The Fed September FOMC meeting will produce one more outsized interest rate hike, according to JPMorgan.The bank expects the Fed to raise rates by 75 basis points in September before pivoting.Cooling inflation data and a pivot from the Fed should continue to bode well for growth stocks, JPMorgan said.  

Investors should expect one more outsized interest rate hike from the Federal Reserve next month, according to a Monday note from JPMorgan.

JPMorgan analyst Mislav Matejka said while inflation has shown signs of cooling via falling commodity prices, the Fed will still raise rates by 75 basis points at its upcoming FOMC meeting in late September.

That would market the third rate hike in a row where the Fed raised rates by 75 basis points, and it would bring the effective Fed funds rate to above 3% for the first time since early 2008, eclipsing the high of 2.5% seen in 2019.

But after September’s likely interest rate hike, Matejka expects Fed chairman Jerome Powell to be more flexible in future moves, essentially leading to a pivot away from the outsized rate hikes seen over the past few months.

“Now that Fed funds rate has moved above what is traditionally seen as a neutral level, the chances are that Fed becomes more sensitive to the incoming dataflow,” Matejka said.

And with home prices cooling down, gasoline prices down considerably from their recent peak, and key agricultural prices like wheat also seeing steep declines, there’s a good chance the Fed will come to the conclusion that they can slow down their future rate hikes and wait to see how everything settles.

“Indeed, our economists believe inflation will move materially lower,” Matejka said. JPMorgan forecasts that US CPI year-over-year inflation will fall from its recent peak of above 8% to just 3% by July 2023.
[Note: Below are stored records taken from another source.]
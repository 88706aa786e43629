// SPDX-License-Identifier: MIT OR Apache-2.0
#![deny(unsafe_code)]
#![warn(missing_docs)]

//! gitgov-projection
//!
//! The projector reads every record through its stores, computes the
//! derived metrics, and emits one [`IndexData`] snapshot. Snapshots go to
//! any number of [`IndexSink`]s — the on-disk `index.json` and the
//! relational sink ship here — and every sink persists an equivalent
//! projection: same record counts, same per-entity fields, same enrichment
//! flags, same activity events.

/// The `.gitgov/index.json` sink.
pub mod fs_sink;
/// The SQLite relational sink.
pub mod sqlite_sink;

pub use fs_sink::FsIndexSink;
pub use sqlite_sink::SqliteIndexSink;

use async_trait::async_trait;
use chrono::{DateTime, Utc};
use gitgov_metrics as metrics;
use gitgov_metrics::{ExecutionSnapshot, TaskSnapshot};
use gitgov_record::{
    ActorRecord, AgentRecord, ChangelogRecord, CycleRecord, EntityPayload, EntityType,
    ExecutionRecord, FeedbackKind, FeedbackRecord, FeedbackStatus, RecordType, RecordWrapper,
    TaskRecord, TaskStatus, id_timestamp,
};
use gitgov_store::{FsRecordStore, RecordStore, StoreError, dir_for};
use serde::{Deserialize, Serialize};
use std::collections::BTreeMap;
use std::path::{Path, PathBuf};
use std::sync::Arc;
use std::time::Instant;
use tracing::warn;

/// Days without activity after which a task counts as stalled.
pub const STALL_THRESHOLD_DAYS: f64 = 7.0;
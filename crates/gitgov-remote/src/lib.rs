// SPDX-License-Identifier: MIT OR Apache-2.0
#![deny(unsafe_code)]
#![warn(missing_docs)]

//! gitgov-remote
//!
//! A [`RecordStore`] over a hosted git repository's content API, for peers
//! that participate without a local clone. Reads decode base64 file
//! content; writes are create-or-update calls that commit directly to the
//! state branch and return the resulting commit SHA. A losing concurrent
//! write surfaces as [`StoreError::ConcurrentUpdate`] so the caller can
//! re-read and retry.

use async_trait::async_trait;
use base64::Engine as _;
use base64::engine::general_purpose::STANDARD as BASE64;
use gitgov_record::RecordWrapper;
use gitgov_store::{ColonCodec, IdCodec, RecordStore, StoreError, WriteReceipt};
use reqwest::StatusCode;
use serde::Deserialize;
use std::sync::Arc;
use tracing::debug;

/// Directory-listing page size the API serves.
const PER_PAGE: usize = 100;

/// Connection settings for a hosted content API.
#[derive(Debug, Clone)]
pub struct RemoteConfig {
    /// Base URL of the repository's content endpoint, without a trailing
    /// slash (e.g. `https://api.example.com/repos/org/project`).
    pub base_url: String,
    /// Branch the records live on (normally the state branch).
    pub branch: String,
    /// Path prefix inside the repository (e.g. `.gitgov/tasks`).
    pub prefix: String,
    /// Bearer token, when the API requires one.
    pub token: Option<String>,
}

/// A record store backed by a hosted git content API.
pub struct RemoteRecordStore {
    client: reqwest::Client,
    config: RemoteConfig,
    codec: Arc<dyn IdCodec>,
}

#[derive(Debug, Deserialize)]
struct ContentFile {
    content: String,
    sha: String,
}

#[derive(Debug, Deserialize)]
struct DirEntry {
    name: String,
    #[serde(rename = "type")]
    kind: String,
}

#[derive(Debug, Deserialize)]
struct CommitInfo {
    sha: String,
}

#[derive(Debug, Deserialize)]
struct WriteResponse {
    commit: CommitInfo,
}

impl RemoteRecordStore {
    /// Store over `config` with the default ID codec.
    #[must_use]
    pub fn new(config: RemoteConfig) -> Self {
        Self::with_codec(config, Arc::new(ColonCodec))
    }

    /// Store over `config` with a custom ID codec.
    #[must_use]
    pub fn with_codec(config: RemoteConfig, codec: Arc<dyn IdCodec>) -> Self {
        Self {
            client: reqwest::Client::new(),
            config,
            codec,
        }
    }

    fn content_url(&self, file: &str) -> String {
        format!(
            "{}/contents/{}/{file}",
            self.config.base_url, self.config.prefix
        )
    }

    fn dir_url(&self) -> String {
        format!(
            "{}/contents/{}",
            self.config.base_url, self.config.prefix
        )
    }

    fn file_for(&self, id: &str) -> String {
        format!("{}.json", self.codec.encode(id))
    }

    fn request(&self, builder: reqwest::RequestBuilder) -> reqwest::RequestBuilder {
        match &self.config.token {
            Some(token) => builder.bearer_auth(token),
            None => builder,
        }
    }

    fn transport(err: reqwest::Error) -> StoreError {
        StoreError::Backend {
            detail: err.to_string(),
        }
    }

    async fn unexpected(id: &str, response: reqwest::Response) -> StoreError {
        let status = response.status();
        let body = response.text().await.unwrap_or_default();
        if status == StatusCode::CONFLICT {
            StoreError::ConcurrentUpdate {
                id: id.to_string(),
                detail: body,
            }
        } else {
            StoreError::Backend {
                detail: format!("{status}: {body}"),
            }
        }
    }

    /// Fetch a file's decoded content and blob SHA, or `None` on 404.
    async fn fetch(&self, id: &str) -> Result<Option<(String, String)>, StoreError> {
        let url = self.content_url(&self.file_for(id));
        let response = self
            .request(self.client.get(&url))
            .query(&[("ref", self.config.branch.as_str())])
            .send()
            .await
            .map_err(Self::transport)?;

        if response.status() == StatusCode::NOT_FOUND {
            return Ok(None);
        }
        if !response.status().is_success() {
            return Err(Self::unexpected(id, response).await);
        }

        let file: ContentFile = response.json().await.map_err(Self::transport)?;
        // Hosted APIs wrap base64 content across lines.
        let packed: String = file.content.split_whitespace().collect();
        let bytes = BASE64.decode(packed).map_err(|err| StoreError::Backend {
            detail: format!("undecodable content for {id}: {err}"),
        })?;
        let text = String::from_utf8(bytes).map_err(|err| StoreError::Backend {
            detail: format!("non-utf8 content for {id}: {err}"),
        })?;
        Ok(Some((text, file.sha)))
    }
}

#[async_trait]
impl RecordStore for RemoteRecordStore {
    async fn put(&self, id: &str, wrapper: &RecordWrapper) -> Result<WriteReceipt, StoreError> {
        // Create-or-update needs the current blob SHA when the file exists.
        let existing_sha = self.fetch(id).await?.map(|(_, sha)| sha);

        let text = wrapper.to_json()?;
        let mut body = serde_json::json!({
            "message": format!("gitgov: put {id}"),
            "content": BASE64.encode(text.as_bytes()),
            "branch": self.config.branch,
        });
        if let Some(sha) = existing_sha {
            body["sha"] = serde_json::Value::String(sha);
        }

        let url = self.content_url(&self.file_for(id));
        let response = self
            .request(self.client.put(&url))
            .json(&body)
            .send()
            .await
            .map_err(Self::transport)?;

        if !response.status().is_success() {
            return Err(Self::unexpected(id, response).await);
        }

        let write: WriteResponse = response.json().await.map_err(Self::transport)?;
        debug!(id, commit = %write.commit.sha, "remote record written");
        Ok(WriteReceipt {
            commit_sha: Some(write.commit.sha),
        })
    }

    async fn get(&self, id: &str) -> Result<Option<RecordWrapper>, StoreError> {
        match self.fetch(id).await? {
            Some((text, _)) => Ok(Some(RecordWrapper::from_json(&text)?)),
            None => Ok(None),
        }
    }

    async fn list(&self) -> Result<Vec<String>, StoreError> {
        let mut ids = Vec::new();
        let mut page = 1usize;
        loop {
            let page_param = page.to_string();
            let response = self
                .request(self.client.get(self.dir_url()))
                .query(&[
                    ("ref", self.config.branch.as_str()),
                    ("page", page_param.as_str()),
                ])
                .send()
                .await
                .map_err(Self::transport)?;

            if response.status() == StatusCode::NOT_FOUND {
                // The directory does not exist yet on the branch.
                return Ok(Vec::new());
            }
            if !response.status().is_success() {
                return Err(Self::unexpected("<list>", response).await);
            }

            let entries: Vec<DirEntry> = response.json().await.map_err(Self::transport)?;
            let count = entries.len();
            for entry in entries {
                if entry.kind != "file" {
                    continue;
                }
                let Some(stem) = entry.name.strip_suffix(".json") else {
                    continue;
                };
                if let Some(id) = self.codec.decode(stem) {
                    ids.push(id);
                }
            }
            if count < PER_PAGE {
                break;
            }
            page += 1;
        }
        ids.sort();
        Ok(ids)
    }

    async fn delete(&self, id: &str) -> Result<(), StoreError> {
        let Some((_, sha)) = self.fetch(id).await? else {
            return Err(StoreError::NotFound {
                id: id.to_string(),
            });
        };

        let body = serde_json::json!({
            "message": format!("gitgov: delete {id}"),
            "branch": self.config.branch,
            "sha": sha,
        });
        let url = self.content_url(&self.file_for(id));
        let response = self
            .request(self.client.delete(&url))
            .json(&body)
            .send()
            .await
            .map_err(Self::transport)?;

        if !response.status().is_success() {
            return Err(Self::unexpected(id, response).await);
        }
        Ok(())
    }

    async fn exists(&self, id: &str) -> Result<bool, StoreError> {
        Ok(self.fetch(id).await?.is_some())
    }
}
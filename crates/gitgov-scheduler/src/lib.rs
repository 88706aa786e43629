// SPDX-License-Identifier: MIT OR Apache-2.0
#![deny(unsafe_code)]
#![warn(missing_docs)]

//! gitgov-scheduler
//!
//! A background ticker over the sync engine's pull. Configuration
//! cascades session preferences over project defaults over built-ins,
//! and is loaded lazily so construction never touches the disk. The
//! scheduler is the only layer that classifies transient network errors;
//! everything else propagates failures untouched.

use async_trait::async_trait;
use gitgov_bus::{EventBus, GovEvent};
use gitgov_config::{ConfigManager, GitgovConfig, PullSchedulerDefaults, SessionManager};
use gitgov_sync::{PullOptions, PullResult, SyncEngine, SyncError};
use std::path::PathBuf;
use std::sync::Arc;
use std::sync::atomic::{AtomicBool, Ordering};
use std::time::Duration;
use tokio::sync::{Mutex, RwLock};
use tracing::{info, warn};

// ---------------------------------------------------------------------------
// Configuration
// ---------------------------------------------------------------------------

/// Resolved scheduler configuration after the cascade.
#[derive(Debug, Clone, Copy, PartialEq, Eq)]
pub struct SchedulerConfig {
    /// Whether the scheduler runs at all.
    pub enabled: bool,
    /// Seconds between background pulls.
    pub pull_interval_seconds: u64,
    /// Keep ticking through transient network errors.
    pub continue_on_network_error: bool,
    /// Stop the scheduler when a conflict is detected.
    pub stop_on_conflict: bool,
}

impl Default for SchedulerConfig {
    fn default() -> Self {
        Self {
            enabled: false,
            pull_interval_seconds: 30,
            continue_on_network_error: true,
            stop_on_conflict: false,
        }
    }
}

impl SchedulerConfig {
    /// Resolve the cascade: session preferences over project defaults
    /// over the built-in defaults.
    #[must_use]
    pub fn resolve(
        session: Option<&PullSchedulerDefaults>,
        project: Option<&PullSchedulerDefaults>,
    ) -> Self {
        let defaults = Self::default();
        let pick_bool = |get: fn(&PullSchedulerDefaults) -> Option<bool>, fallback: bool| {
            session
                .and_then(get)
                .or_else(|| project.and_then(get))
                .unwrap_or(fallback)
        };
        let interval = session
            .and_then(|p| p.default_interval_seconds)
            .or_else(|| project.and_then(|p| p.default_interval_seconds))
            .unwrap_or(defaults.pull_interval_seconds);

        Self {
            enabled: pick_bool(|p| p.default_enabled, defaults.enabled),
            pull_interval_seconds: interval.max(1),
            continue_on_network_error: pick_bool(
                |p| p.continue_on_network_error,
                defaults.continue_on_network_error,
            ),
            stop_on_conflict: pick_bool(|p| p.stop_on_conflict, defaults.stop_on_conflict),
        }
    }
}

/// Whether an error message looks like a transient network failure.
#[must_use]
pub fn is_network_error(message: &str) -> bool {
    let message = message.to_lowercase();
    ["network", "fetch", "timeout", "connection"]
        .iter()
        .any(|needle| message.contains(needle))
}

// ---------------------------------------------------------------------------
// Sync handle
// ---------------------------------------------------------------------------

/// The slice of the sync engine the scheduler drives.
#[async_trait]
pub trait SyncHandle: Send + Sync {
    /// Pull remote state with default options.
    async fn pull_state(&self) -> Result<PullResult, SyncError>;
}

#[async_trait]
impl SyncHandle for SyncEngine {
    async fn pull_state(&self) -> Result<PullResult, SyncError> {
        SyncEngine::pull_state(self, &PullOptions::default()).await
    }
}

// ---------------------------------------------------------------------------
// Scheduler
// ---------------------------------------------------------------------------

struct SchedulerInner {
    gitgov_dir: PathBuf,
    sync: Arc<dyn SyncHandle>,
    bus: EventBus,
    running: AtomicBool,
    pull_gate: Mutex<()>,
    config: RwLock<Option<SchedulerConfig>>,
    ticker: std::sync::Mutex<Option<tokio::task::JoinHandle<()>>>,
}

/// Periodic background pull over a [`SyncHandle`].
///
/// Cloning shares the same scheduler.
#[derive(Clone)]
pub struct PullScheduler {
    inner: Arc<SchedulerInner>,
}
“Inflation forwards show a strong link to Brent price, and the recent softening there is welcome for inflation trends. We expect another outsized Fed hike in September, but post that we would look for the Fed not to surprise the markets on the hawkish side again,” Matejka said.

Altogether, that would be good news for growth stocks relative to value stocks, and it should help the overall stock market to keep recovering from its mid-June low, Matejka said. JPMorgan expects the S&P 500 finish the year at 4,800, representing potential upside of 15% from current levels.